Big data can lead to improved outcomes

Health plans are increasingly becoming aware of the staggering volume of data they can tap into through electronic health records and provider collaborations. From a business perspective, the data is a goldmine.

“I think we are just at the beginning of a new era of leveraging such information,” says Bruce Nash, MD, chief medical officer for CDPHP in Albany, N.Y. “Historically, plans have only had claims data to inform their strategies. Increasingly with the advances in the interoperability of clinical data we can identify target populations with specific diseases who are in poor control.”

Dr. Nash says as big data becomes integrated, plans will become more adept at managing the member stratification process, for example. Identifying specific members within a population based on a diagnosis or health event will allow the plan to target its outreach.

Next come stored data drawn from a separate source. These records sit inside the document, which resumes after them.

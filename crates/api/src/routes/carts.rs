//! Cart endpoints.

use std::sync::Arc;

use axum::Json;
use axum::extract::{Path, State};
use axum::http::StatusCode;
use cart::{CartId, CartRef, CartView, ProductId};
use cart_store::CartStore;
use serde::{Deserialize, Serialize};

use crate::error::ApiError;
use crate::extract::Owner;
use crate::state::AppState;

/// Path segment that decrements the quantity on `PUT .../quantity/{operation}`.
const DECREMENT_OPERATION: &str = "delete";

// -- Request types --

#[derive(Deserialize)]
pub struct CartEntryRequest {
    pub product_id: String,
    pub quantity: u32,
}

// -- Response types --

#[derive(Serialize)]
pub struct CartResponse {
    pub cart_id: String,
    pub owner_id: String,
    pub total_price_cents: i64,
    pub total_price: String,
    pub item_count: usize,
    pub total_quantity: u64,
    pub items: Vec<CartItemResponse>,
}

#[derive(Serialize)]
pub struct CartItemResponse {
    pub item_id: String,
    pub product_id: String,
    pub quantity: u32,
    pub product_price_cents: i64,
    pub discount_bp: u32,
    /// `null` only if the line total leaves the cent range.
    pub line_total_cents: Option<i64>,
}

impl From<CartView> for CartResponse {
    fn from(view: CartView) -> Self {
        let items = view
            .items
            .iter()
            .map(|item| CartItemResponse {
                item_id: item.id.to_string(),
                product_id: item.product_id.to_string(),
                quantity: item.quantity,
                product_price_cents: item.product_price.cents(),
                discount_bp: item.discount_bp,
                line_total_cents: item.line_total().map(|total| total.cents()),
            })
            .collect();

        Self {
            cart_id: view.id().to_string(),
            owner_id: view.owner_id().to_string(),
            total_price_cents: view.total_price().cents(),
            total_price: view.total_price().to_string(),
            item_count: view.item_count(),
            total_quantity: view.total_quantity(),
            items,
        }
    }
}

// -- Handlers --

/// POST /carts/products/{product_id}/quantity/{quantity}: add a product to
/// the caller's cart, creating the cart on first use.
#[tracing::instrument(skip(state))]
pub async fn add_product<S: CartStore + 'static>(
    State(state): State<Arc<AppState<S>>>,
    Owner(owner_id): Owner,
    Path((product_id, quantity)): Path<(String, u32)>,
) -> Result<(StatusCode, Json<CartResponse>), ApiError> {
    let cart = state.engine.resolve_cart(owner_id).await?;
    let view = state
        .engine
        .add_item(cart.id, &ProductId::new(product_id), quantity)
        .await?;

    Ok((StatusCode::CREATED, Json(view.into())))
}

/// PUT /cart/products/{product_id}/quantity/{operation}: step a line's
/// quantity by one; `delete` decrements, any other operation increments.
#[tracing::instrument(skip(state))]
pub async fn update_quantity<S: CartStore + 'static>(
    State(state): State<Arc<AppState<S>>>,
    Owner(owner_id): Owner,
    Path((product_id, operation)): Path<(String, String)>,
) -> Result<Json<CartResponse>, ApiError> {
    let delta = if operation.eq_ignore_ascii_case(DECREMENT_OPERATION) {
        -1
    } else {
        1
    };

    let view = state
        .engine
        .adjust_quantity(CartRef::Owner(owner_id), &ProductId::new(product_id), delta)
        .await?;

    Ok(Json(view.into()))
}

/// DELETE /carts/{cart_id}/products/{product_id}: remove a line from a cart
/// the caller owns.
#[tracing::instrument(skip(state))]
pub async fn remove_product<S: CartStore + 'static>(
    State(state): State<Arc<AppState<S>>>,
    Owner(owner_id): Owner,
    Path((cart_id, product_id)): Path<(String, String)>,
) -> Result<Json<CartResponse>, ApiError> {
    let cart_id = parse_cart_id(&cart_id)?;
    state.engine.authorize(owner_id, cart_id).await?;

    let view = state
        .engine
        .remove_item(cart_id, &ProductId::new(product_id))
        .await?;

    Ok(Json(view.into()))
}

/// POST /cart/create: replace the caller's cart contents with the given lines.
#[tracing::instrument(skip(state, entries), fields(lines = entries.len()))]
pub async fn replace_contents<S: CartStore + 'static>(
    State(state): State<Arc<AppState<S>>>,
    Owner(owner_id): Owner,
    Json(entries): Json<Vec<CartEntryRequest>>,
) -> Result<(StatusCode, Json<CartResponse>), ApiError> {
    let entries = entries
        .into_iter()
        .map(|entry| (ProductId::new(entry.product_id), entry.quantity))
        .collect();

    let view = state
        .engine
        .replace_cart_contents(owner_id, entries)
        .await?;

    Ok((StatusCode::CREATED, Json(view.into())))
}

/// GET /carts/users/cart: the caller's cart.
#[tracing::instrument(skip(state))]
pub async fn owner_cart<S: CartStore + 'static>(
    State(state): State<Arc<AppState<S>>>,
    Owner(owner_id): Owner,
) -> Result<Json<CartResponse>, ApiError> {
    let view = state.engine.cart_for_owner(owner_id).await?;
    Ok(Json(view.into()))
}

/// GET /carts/{cart_id}: a cart the caller owns.
#[tracing::instrument(skip(state))]
pub async fn get<S: CartStore + 'static>(
    State(state): State<Arc<AppState<S>>>,
    Owner(owner_id): Owner,
    Path(cart_id): Path<String>,
) -> Result<Json<CartResponse>, ApiError> {
    let cart_id = parse_cart_id(&cart_id)?;
    let view = state.engine.get_owned_cart(owner_id, cart_id).await?;
    Ok(Json(view.into()))
}

/// GET /carts: every cart.
#[tracing::instrument(skip(state))]
pub async fn list<S: CartStore + 'static>(
    State(state): State<Arc<AppState<S>>>,
) -> Result<Json<Vec<CartResponse>>, ApiError> {
    let views = state.engine.list_carts().await?;
    Ok(Json(views.into_iter().map(CartResponse::from).collect()))
}

fn parse_cart_id(id: &str) -> Result<CartId, ApiError> {
    id.parse()
        .map_err(|e| ApiError::BadRequest(format!("Invalid cart ID format: {e}")))
}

“This will allow plans to customize their communication in a manner that is best received by the individual member,” Dr. Nash says.

But not all plans are prepared to manage big data. The millions of provider/patient interactions the occur every day produce more information than most can handle. One key to mining such data is focusing on specific variables that can translate to improved outcomes for a specific population.

“The larger health plans, in particular, have long recognized the value of the data contained in their medical records, and many of them have established research units with the sole purpose of mining those data for insights on disease epidemiology, treatments patterns, utilization rates, outcomes and costs of care, and the like-all of which can be used to inform practice guidelines, reinforce cost-effective decision making, and improve overall health care efficiency,” says David Thompson, head of emerging businesses, Quintiles Outcome, a consulting firm.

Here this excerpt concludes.